(Stored data entries)

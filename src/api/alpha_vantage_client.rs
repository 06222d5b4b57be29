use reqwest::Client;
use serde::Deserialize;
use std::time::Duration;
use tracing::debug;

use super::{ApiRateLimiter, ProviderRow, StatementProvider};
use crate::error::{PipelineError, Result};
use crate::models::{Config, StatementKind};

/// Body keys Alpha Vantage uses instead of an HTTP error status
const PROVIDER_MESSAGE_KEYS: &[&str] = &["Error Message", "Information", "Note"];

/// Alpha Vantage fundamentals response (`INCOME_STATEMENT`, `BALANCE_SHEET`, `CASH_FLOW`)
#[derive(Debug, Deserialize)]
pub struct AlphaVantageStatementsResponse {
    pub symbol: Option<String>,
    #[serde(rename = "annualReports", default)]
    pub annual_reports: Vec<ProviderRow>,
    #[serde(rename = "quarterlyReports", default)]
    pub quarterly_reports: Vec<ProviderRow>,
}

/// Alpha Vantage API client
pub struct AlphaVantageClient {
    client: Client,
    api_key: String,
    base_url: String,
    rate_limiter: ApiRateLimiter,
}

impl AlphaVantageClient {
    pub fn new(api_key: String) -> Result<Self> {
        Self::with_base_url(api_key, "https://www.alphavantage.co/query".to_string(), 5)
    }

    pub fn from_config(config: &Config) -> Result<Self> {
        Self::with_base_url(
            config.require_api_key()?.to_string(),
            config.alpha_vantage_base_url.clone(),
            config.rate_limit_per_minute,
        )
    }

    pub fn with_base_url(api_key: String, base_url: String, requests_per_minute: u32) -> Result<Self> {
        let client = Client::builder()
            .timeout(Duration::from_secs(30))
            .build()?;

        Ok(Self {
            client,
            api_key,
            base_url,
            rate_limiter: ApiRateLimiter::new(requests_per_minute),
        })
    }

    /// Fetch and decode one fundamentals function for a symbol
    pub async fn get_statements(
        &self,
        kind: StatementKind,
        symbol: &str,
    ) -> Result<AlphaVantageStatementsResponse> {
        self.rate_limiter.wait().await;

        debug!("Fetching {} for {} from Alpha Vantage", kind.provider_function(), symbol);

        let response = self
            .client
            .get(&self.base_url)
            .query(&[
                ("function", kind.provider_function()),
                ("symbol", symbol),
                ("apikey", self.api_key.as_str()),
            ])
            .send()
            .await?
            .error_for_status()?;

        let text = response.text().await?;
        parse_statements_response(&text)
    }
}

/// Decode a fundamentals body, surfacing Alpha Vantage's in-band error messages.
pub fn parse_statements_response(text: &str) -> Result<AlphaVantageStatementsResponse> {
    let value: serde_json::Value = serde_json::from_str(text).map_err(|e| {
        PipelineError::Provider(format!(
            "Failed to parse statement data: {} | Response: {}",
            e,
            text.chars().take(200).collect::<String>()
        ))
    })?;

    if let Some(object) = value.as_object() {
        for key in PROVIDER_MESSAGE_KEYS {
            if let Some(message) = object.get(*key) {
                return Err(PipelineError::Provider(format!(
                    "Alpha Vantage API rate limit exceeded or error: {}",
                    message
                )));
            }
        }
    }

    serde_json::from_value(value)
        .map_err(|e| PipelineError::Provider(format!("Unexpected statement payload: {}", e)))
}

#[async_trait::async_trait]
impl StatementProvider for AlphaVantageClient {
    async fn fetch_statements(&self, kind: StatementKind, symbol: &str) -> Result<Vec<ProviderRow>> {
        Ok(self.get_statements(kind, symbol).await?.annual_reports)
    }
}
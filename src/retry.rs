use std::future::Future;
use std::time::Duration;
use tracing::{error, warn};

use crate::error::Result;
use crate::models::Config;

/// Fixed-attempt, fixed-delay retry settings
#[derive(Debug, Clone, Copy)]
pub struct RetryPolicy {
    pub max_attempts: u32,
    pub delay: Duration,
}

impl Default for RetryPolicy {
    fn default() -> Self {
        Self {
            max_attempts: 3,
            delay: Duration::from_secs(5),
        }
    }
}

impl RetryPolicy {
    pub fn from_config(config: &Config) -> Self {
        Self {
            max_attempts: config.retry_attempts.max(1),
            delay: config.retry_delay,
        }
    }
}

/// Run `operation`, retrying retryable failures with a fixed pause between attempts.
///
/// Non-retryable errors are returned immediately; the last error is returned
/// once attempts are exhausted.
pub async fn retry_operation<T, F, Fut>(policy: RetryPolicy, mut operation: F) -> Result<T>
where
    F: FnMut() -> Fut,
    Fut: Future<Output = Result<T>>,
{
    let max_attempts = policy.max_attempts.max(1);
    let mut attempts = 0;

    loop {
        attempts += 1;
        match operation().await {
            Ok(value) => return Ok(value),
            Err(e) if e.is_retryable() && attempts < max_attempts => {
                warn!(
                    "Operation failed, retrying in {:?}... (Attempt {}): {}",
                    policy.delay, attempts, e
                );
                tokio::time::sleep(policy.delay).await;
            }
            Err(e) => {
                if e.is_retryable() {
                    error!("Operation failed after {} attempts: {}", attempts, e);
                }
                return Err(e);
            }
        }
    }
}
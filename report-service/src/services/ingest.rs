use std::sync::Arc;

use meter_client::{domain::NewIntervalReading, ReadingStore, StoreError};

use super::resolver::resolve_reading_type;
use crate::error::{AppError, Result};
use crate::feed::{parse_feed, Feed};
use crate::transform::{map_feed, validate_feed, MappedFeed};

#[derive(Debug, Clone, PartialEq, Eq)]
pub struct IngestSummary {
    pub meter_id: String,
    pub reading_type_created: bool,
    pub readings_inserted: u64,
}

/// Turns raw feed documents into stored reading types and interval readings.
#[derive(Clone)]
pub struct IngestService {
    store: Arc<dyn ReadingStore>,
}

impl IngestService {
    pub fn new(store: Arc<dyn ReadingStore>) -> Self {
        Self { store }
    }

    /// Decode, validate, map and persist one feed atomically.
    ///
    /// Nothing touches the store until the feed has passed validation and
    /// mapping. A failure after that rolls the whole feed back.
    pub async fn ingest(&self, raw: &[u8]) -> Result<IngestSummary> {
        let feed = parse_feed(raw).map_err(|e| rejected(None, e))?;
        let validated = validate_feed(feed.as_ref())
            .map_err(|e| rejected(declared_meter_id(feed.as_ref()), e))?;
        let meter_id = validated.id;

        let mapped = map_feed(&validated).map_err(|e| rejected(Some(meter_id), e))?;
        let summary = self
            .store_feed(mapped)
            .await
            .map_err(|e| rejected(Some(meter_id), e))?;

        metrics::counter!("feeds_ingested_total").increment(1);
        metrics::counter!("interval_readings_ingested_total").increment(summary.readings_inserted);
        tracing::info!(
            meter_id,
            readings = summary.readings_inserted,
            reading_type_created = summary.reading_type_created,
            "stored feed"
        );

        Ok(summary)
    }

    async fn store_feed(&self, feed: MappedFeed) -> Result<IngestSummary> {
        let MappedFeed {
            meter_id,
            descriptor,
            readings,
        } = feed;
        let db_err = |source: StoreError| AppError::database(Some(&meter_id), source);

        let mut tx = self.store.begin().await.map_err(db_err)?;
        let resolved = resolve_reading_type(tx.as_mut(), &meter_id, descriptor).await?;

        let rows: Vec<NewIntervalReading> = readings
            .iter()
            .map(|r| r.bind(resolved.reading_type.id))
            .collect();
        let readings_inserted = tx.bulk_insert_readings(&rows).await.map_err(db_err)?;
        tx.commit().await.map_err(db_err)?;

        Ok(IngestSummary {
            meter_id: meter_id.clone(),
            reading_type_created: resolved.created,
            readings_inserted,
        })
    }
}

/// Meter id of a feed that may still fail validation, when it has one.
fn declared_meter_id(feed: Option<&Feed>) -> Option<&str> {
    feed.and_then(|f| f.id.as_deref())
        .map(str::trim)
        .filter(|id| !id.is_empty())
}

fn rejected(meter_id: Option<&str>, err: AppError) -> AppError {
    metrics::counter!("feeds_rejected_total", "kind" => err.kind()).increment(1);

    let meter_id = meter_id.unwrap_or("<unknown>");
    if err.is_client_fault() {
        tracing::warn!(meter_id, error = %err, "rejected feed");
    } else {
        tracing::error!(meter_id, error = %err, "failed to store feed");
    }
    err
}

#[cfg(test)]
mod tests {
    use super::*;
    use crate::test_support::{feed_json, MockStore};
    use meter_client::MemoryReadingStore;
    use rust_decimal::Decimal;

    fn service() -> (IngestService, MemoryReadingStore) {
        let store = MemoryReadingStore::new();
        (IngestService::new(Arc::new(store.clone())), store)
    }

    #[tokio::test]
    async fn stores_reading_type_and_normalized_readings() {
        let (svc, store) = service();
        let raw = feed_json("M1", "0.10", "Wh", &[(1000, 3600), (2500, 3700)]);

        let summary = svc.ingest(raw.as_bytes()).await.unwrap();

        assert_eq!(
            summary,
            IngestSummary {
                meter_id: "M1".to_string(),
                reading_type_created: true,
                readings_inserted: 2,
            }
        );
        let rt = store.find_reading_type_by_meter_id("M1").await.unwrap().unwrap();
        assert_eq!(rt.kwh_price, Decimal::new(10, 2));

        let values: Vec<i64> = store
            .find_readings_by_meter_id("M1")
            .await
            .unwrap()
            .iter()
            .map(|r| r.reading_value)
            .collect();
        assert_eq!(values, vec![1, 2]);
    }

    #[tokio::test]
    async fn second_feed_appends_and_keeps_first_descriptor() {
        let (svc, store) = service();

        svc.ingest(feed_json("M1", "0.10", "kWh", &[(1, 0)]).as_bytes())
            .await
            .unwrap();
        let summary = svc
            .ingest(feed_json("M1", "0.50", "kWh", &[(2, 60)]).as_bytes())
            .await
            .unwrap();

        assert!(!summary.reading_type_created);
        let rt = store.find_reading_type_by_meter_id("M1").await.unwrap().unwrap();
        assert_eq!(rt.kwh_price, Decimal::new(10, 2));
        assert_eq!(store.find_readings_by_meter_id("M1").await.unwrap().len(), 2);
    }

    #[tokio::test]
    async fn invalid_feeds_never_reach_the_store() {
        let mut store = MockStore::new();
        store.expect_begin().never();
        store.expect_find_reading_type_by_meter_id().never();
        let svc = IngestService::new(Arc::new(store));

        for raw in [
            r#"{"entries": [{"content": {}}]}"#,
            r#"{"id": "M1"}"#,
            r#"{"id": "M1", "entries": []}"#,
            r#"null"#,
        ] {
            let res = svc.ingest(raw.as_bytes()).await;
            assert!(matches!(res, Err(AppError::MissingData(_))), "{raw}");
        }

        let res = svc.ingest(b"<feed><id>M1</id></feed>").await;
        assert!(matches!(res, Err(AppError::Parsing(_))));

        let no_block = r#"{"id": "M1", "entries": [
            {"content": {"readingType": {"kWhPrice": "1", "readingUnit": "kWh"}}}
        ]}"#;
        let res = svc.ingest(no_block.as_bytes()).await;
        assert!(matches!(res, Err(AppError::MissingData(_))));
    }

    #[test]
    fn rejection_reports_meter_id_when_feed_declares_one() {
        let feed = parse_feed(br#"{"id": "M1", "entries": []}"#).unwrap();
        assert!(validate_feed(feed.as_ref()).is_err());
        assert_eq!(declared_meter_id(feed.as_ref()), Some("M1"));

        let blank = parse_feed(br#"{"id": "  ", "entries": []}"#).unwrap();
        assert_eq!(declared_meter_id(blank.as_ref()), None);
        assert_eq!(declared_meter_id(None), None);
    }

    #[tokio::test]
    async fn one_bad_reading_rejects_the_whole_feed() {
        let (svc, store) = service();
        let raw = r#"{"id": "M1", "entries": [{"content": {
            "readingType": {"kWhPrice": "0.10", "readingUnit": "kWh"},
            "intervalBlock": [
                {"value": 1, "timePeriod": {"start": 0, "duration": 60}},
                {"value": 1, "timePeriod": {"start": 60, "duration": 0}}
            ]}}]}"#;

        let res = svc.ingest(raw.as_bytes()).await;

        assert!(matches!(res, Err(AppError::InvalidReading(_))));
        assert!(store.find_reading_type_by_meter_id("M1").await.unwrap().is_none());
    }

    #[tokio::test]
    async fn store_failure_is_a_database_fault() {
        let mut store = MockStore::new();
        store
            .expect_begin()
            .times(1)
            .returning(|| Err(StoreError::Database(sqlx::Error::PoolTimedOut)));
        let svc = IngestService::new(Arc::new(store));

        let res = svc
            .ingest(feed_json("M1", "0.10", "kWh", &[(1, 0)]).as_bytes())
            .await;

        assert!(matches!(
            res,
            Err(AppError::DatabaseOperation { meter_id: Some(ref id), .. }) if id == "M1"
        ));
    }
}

Exercise: Within the records above, determine the number of lines that hold the word "PipelineError" and return only that value.

Result for this task: 4